Given records section start
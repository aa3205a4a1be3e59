//! Pure reorder computation over ordered collections.
//!
//! A reorder intent is turned into a new full sequence plus the list of
//! `{id, position}` pairs that persistence needs. Nothing here touches the
//! store or the database, so drag gestures, step buttons and CLI commands all
//! share the same arithmetic.

use std::fmt;

use serde::{Deserialize, Serialize};

use crate::models::{OrderedItem, PositionUpdate};

/// Direction of a one-step move.
#[derive(Debug, Clone, Copy, Serialize, Deserialize, PartialEq, Eq)]
#[serde(rename_all = "lowercase")]
pub enum Direction {
    /// Towards index 0
    Up,

    /// Towards the end of the list
    Down,
}

/// A request to move one item.
#[derive(Debug, Clone, Serialize, Deserialize, PartialEq, Eq)]
#[serde(tag = "type", rename_all = "lowercase")]
pub enum ReorderIntent {
    /// Drop `source_id` onto the slot currently held by `target_id`.
    Drag { source_id: String, target_id: String },

    /// Swap the item at `index` with its neighbour in `direction`.
    Step { index: usize, direction: Direction },
}

impl ReorderIntent {
    pub fn drag(source_id: impl Into<String>, target_id: impl Into<String>) -> Self {
        Self::Drag {
            source_id: source_id.into(),
            target_id: target_id.into(),
        }
    }

    pub fn step(index: usize, direction: Direction) -> Self {
        Self::Step { index, direction }
    }
}

impl fmt::Display for ReorderIntent {
    fn fmt(&self, f: &mut fmt::Formatter<'_>) -> fmt::Result {
        match self {
            ReorderIntent::Drag {
                source_id,
                target_id,
            } => write!(f, "drag {source_id} onto {target_id}"),
            ReorderIntent::Step { index, direction } => {
                let dir = match direction {
                    Direction::Up => "up",
                    Direction::Down => "down",
                };
                write!(f, "move #{index} {dir}")
            }
        }
    }
}

/// The result of a reorder that changes something.
#[derive(Debug, Clone, PartialEq)]
pub struct Reordered {
    /// New display order with every `position` rewritten to its index
    pub sequence: Vec<OrderedItem>,

    /// Dense positions to persist, one per item
    pub positions: Vec<PositionUpdate>,
}

/// Computes the effect of `intent` on `items`.
///
/// Returns `None` when the intent is a no-op: dragging an item onto itself,
/// naming an id that is not in the collection, or stepping past either end.
pub fn compute(items: &[OrderedItem], intent: &ReorderIntent) -> Option<Reordered> {
    let mut sequence = items.to_vec();

    match intent {
        ReorderIntent::Drag {
            source_id,
            target_id,
        } => {
            if source_id == target_id {
                return None;
            }
            let from = index_of(items, source_id)?;
            let to = index_of(items, target_id)?;
            let moved = sequence.remove(from);
            sequence.insert(to, moved);
        }
        ReorderIntent::Step { index, direction } => {
            let index = *index;
            if index >= items.len() {
                return None;
            }
            let neighbour = match direction {
                Direction::Up => index.checked_sub(1)?,
                Direction::Down => index + 1,
            };
            if neighbour >= items.len() {
                return None;
            }
            sequence.swap(index, neighbour);
        }
    }

    compact(&mut sequence);
    let positions = reindex(&sequence);
    Some(Reordered {
        sequence,
        positions,
    })
}

/// Returns the `{id, position}` pairs that make `items` dense in array order.
pub fn reindex(items: &[OrderedItem]) -> Vec<PositionUpdate> {
    items
        .iter()
        .enumerate()
        .map(|(index, item)| PositionUpdate::new(item.id.clone(), index as u32))
        .collect()
}

/// Rewrites every item's `position` to its array index.
pub fn compact(items: &mut [OrderedItem]) {
    for (index, item) in items.iter_mut().enumerate() {
        item.position = index as u32;
    }
}

/// True when positions are exactly `0..N` in array order.
pub fn is_dense(items: &[OrderedItem]) -> bool {
    items
        .iter()
        .enumerate()
        .all(|(index, item)| item.position as usize == index)
}

fn index_of(items: &[OrderedItem], id: &str) -> Option<usize> {
    items.iter().position(|item| item.id == id)
}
Given records section end
Work required>
Your answer should be each line from the preceding material in which the word "Deserialize" occurs.

Exercise response>
use serde::{Deserialize, Serialize};
#[derive(Debug, Clone, Copy, Serialize, Deserialize, PartialEq, Eq)]
#[derive(Debug, Clone, Serialize, Deserialize, PartialEq, Eq)]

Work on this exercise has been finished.